LoRa is basically a RF wireless modulation technique & essentially a way of manipulating radio frequency waves with Chirp Spread Spectrum (CSS) technology. It encodes information similar to the way dolphins and bats communicate! LoRa modulated transmission is robust against disturbances and hence can be received across great distances.

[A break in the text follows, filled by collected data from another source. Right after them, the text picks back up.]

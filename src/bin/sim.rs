use battleships_env::{init_logging, BattleshipsEnv, CellState, EnvConfig};
use clap::Parser;
use rand::rngs::SmallRng;
use rand::{Rng, SeedableRng};
use serde_json::json;

/// Run random-agent Battleships episodes and print a JSON summary.
#[derive(Parser)]
#[command(author, version, about)]
struct Cli {
    #[arg(long, help = "Fix RNG seed for reproducible episodes (e.g., --seed 12345)")]
    seed: Option<u64>,
    #[arg(long, default_value_t = 1)]
    episodes: usize,
    #[arg(long, default_value_t = 10)]
    width: usize,
    #[arg(long, default_value_t = 10)]
    height: usize,
    #[arg(long, help = "Print the boards after every episode")]
    render: bool,
}

fn main() -> anyhow::Result<()> {
    init_logging();
    let cli = Cli::parse();

    let config = EnvConfig {
        grid_size: (cli.width, cli.height),
        seed: cli.seed,
        ..Default::default()
    };
    let mut env = BattleshipsEnv::with_config(config)?;
    let mut rng = match cli.seed {
        Some(s) => SmallRng::seed_from_u64(s.wrapping_add(1)),
        None => SmallRng::from_rng(&mut rand::rng()),
    };

    let mut shots_per_episode = Vec::with_capacity(cli.episodes);
    let mut returns = Vec::with_capacity(cli.episodes);
    for episode in 0..cli.episodes {
        let mut observation = env.reset()?;
        let mut shots = 0usize;
        let mut episode_return = 0.0f32;
        loop {
            let untried: Vec<(usize, usize)> = observation
                .iter()
                .filter(|(_, &s)| s == CellState::Untried)
                .map(|(xy, _)| xy)
                .collect();
            // untried cells only run out after the episode terminates
            let target = untried[rng.random_range(0..untried.len())];
            let step = env.step(target)?;
            shots += 1;
            episode_return += step.reward;
            observation = step.observation;
            if step.done {
                break;
            }
        }
        log::info!(
            "episode {}: {} shots, return {}",
            episode,
            shots,
            episode_return
        );
        if cli.render {
            println!("{}", env.render());
        }
        shots_per_episode.push(shots);
        returns.push(episode_return);
    }
    env.close();

    let total_shots: usize = shots_per_episode.iter().sum();
    let total_return: f32 = returns.iter().sum();
    let summary = json!({
        "episodes": cli.episodes,
        "mean_shots": total_shots as f64 / cli.episodes.max(1) as f64,
        "mean_return": total_return as f64 / cli.episodes.max(1) as f64,
    });
    println!("{}", serde_json::to_string(&summary)?);
    Ok(())
}
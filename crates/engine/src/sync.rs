use std::collections::HashSet;
use std::sync::Arc;

use tokio_util::sync::CancellationToken;
use tracing::{error, info, warn};

use common::coins::allowed_quotes;
use common::{CryptoMode, ExchangeType, Result, Settings, TradingPair, TradingPairStore};

use crate::exchanges::ClientFactory;

/// Refreshes the trading-pair catalog from the exchanges' instrument lists.
pub struct PairSynchronizer {
    factory: Arc<dyn ClientFactory>,
    store: Arc<dyn TradingPairStore>,
    cancel: CancellationToken,
}

impl PairSynchronizer {
    pub fn new(
        factory: Arc<dyn ClientFactory>,
        store: Arc<dyn TradingPairStore>,
        cancel: CancellationToken,
    ) -> Self {
        Self {
            factory,
            store,
            cancel,
        }
    }

    /// Resync every enabled exchange. An exchange whose catalog cannot be
    /// fetched is logged and keeps its previous rows. Returns the number of
    /// pairs written.
    pub async fn sync_all(&self, settings: &Settings) -> Result<usize> {
        let mut all = Vec::new();
        for &exchange in &settings.exchanges {
            match self.fetch_filtered(exchange, settings).await {
                Ok(pairs) => all.extend(pairs),
                Err(e) => error!(%exchange, error = %e, "Trading pair fetch failed, keeping previous catalog"),
            }
        }
        self.store_pairs(all).await
    }

    /// Resync a single exchange; other exchanges' rows are untouched.
    pub async fn sync_exchange(&self, exchange: ExchangeType, settings: &Settings) -> Result<usize> {
        let pairs = self.fetch_filtered(exchange, settings).await?;
        self.store_pairs(pairs).await
    }

    async fn store_pairs(&self, pairs: Vec<TradingPair>) -> Result<usize> {
        if pairs.is_empty() {
            warn!("Trading pair sync produced no pairs, leaving catalog unchanged");
            return Ok(0);
        }
        let count = pairs.len();
        self.store.replace_all(&pairs).await?;
        info!(pairs = count, "Trading pair catalog replaced");
        Ok(count)
    }

    async fn fetch_filtered(&self, exchange: ExchangeType, settings: &Settings) -> Result<Vec<TradingPair>> {
        let proxy = settings.proxies.iter().find(|p| p.is_well_formed());
        let client = match self.factory.build(exchange, proxy, self.cancel.child_token()) {
            Ok(client) => client,
            Err(e) if proxy.is_some() => {
                warn!(%exchange, error = %e, "Proxy unusable for catalog sync, going direct");
                self.factory.build(exchange, None, self.cancel.child_token())?
            }
            Err(e) => return Err(e),
        };

        let fetched = client.trading_pairs().await?;
        let fetched_count = fetched.len();
        let unique = dedup_by_symbol(fetched);
        let kept = filter_pairs(unique, settings);
        info!(
            %exchange,
            fetched = fetched_count,
            kept = kept.len(),
            mode = %settings.crypto_mode,
            "Trading pairs fetched"
        );
        Ok(kept)
    }
}

/// Keep the first occurrence of each symbol.
pub fn dedup_by_symbol(pairs: Vec<TradingPair>) -> Vec<TradingPair> {
    let mut seen = HashSet::new();
    pairs
        .into_iter()
        .filter(|p| seen.insert(p.symbol.clone()))
        .collect()
}

/// Apply the watchlist in `custom` mode; `all` mode keeps everything.
pub fn filter_pairs(pairs: Vec<TradingPair>, settings: &Settings) -> Vec<TradingPair> {
    match settings.crypto_mode {
        CryptoMode::All => pairs,
        CryptoMode::Custom => pairs
            .into_iter()
            .filter(|p| matches_watchlist(&p.symbol, &settings.crypto_symbols))
            .collect(),
    }
}

/// True when `symbol` is a watched coin followed by one of that coin's
/// allowed quote currencies, optionally separated by `_` or `-`.
pub fn matches_watchlist(symbol: &str, watched: &[String]) -> bool {
    let symbol = symbol.to_uppercase();
    watched.iter().any(|coin| {
        let coin = coin.to_uppercase();
        let Some(rest) = symbol.strip_prefix(coin.as_str()) else {
            return false;
        };
        let quote = rest
            .strip_prefix('_')
            .or_else(|| rest.strip_prefix('-'))
            .unwrap_or(rest);
        allowed_quotes(&coin).contains(&quote)
    })
}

Therefore, main advantages of LoRa are its long-range capability and its affordability. For example, a general use case for LoRa in industrial space and smart cities, where low-powered and inexpensive internet of things devices (typically sensors or monitors) spread across a large area sends small packets of data sporadically to a central administrator. These are not alarming words but are essential to be familiar with. The feasibility & flexibility of the technology depends on some factors, illustrated below.

Spreading Factor (SF)

The chirp spread spectrum technology uses so-called “chirps”. The spreading factor (SF) determines the speed of a chirp. In general terms, the amount of spreading code applied to the original data signal is termed as “Spreading Factor”.

Lower spreading factor means faster chirps & therefore higher data transmission rate at the same bandwidth & time and a high SF means a broadcast has higher range, at the cost of increased power consumption.

Lower SF means more chirps are sent per second; hence, you can encode more data per second. Higher SF implies fewer chirps per second; hence, there are fewer data to encode per second. Compared to lower SF, sending the same amount of data with higher SF needs more transmission time, known as airtime (Time On Air).

LoRa modulation has total of 6 spreading factors from SF7 to SF12 and it influences the data rate, time on air, battery life & receiver sensitivity. The  below table shows how spreading factors affects the receiver sensitivity.

Data Rate (Spreading Factor)	Sensitivity	Time On Air
SF7	-123.0 dBm	41 ms
SF8	-126.0 dBm	72 ms
SF9	-129.0 dBm	144 ms
SF10	-132.0 dBm	288 ms
SF11	-134.5 dBm	577 ms
SF12	-137.0 dBm	991 ms

 

 

 

 

 

 

  

Larger spreading factors mean larger processing gain, and so a signal modulated with a larger spreading factor can be received with less errors compared to a signal with a lower spreading factor, and therefore travel a longer distance.

It uses the unlicensed ISM (Industrial, Scientific, Medical) radio bands for network deployments.

On security point of view, an end device can connect to a network with LoRaWAN in two ways:

• Over-the-air Activation (OTAA): A device has to establish a network key and an application session key to connect with the network.
• Activation by Personalization (ABP): A device is hardcoded with keys needed to communicate with the network, making for a less secure but easier connection.

Hence, concluding that LoRaWAN benefits are undeniable in today’s IoT landscape.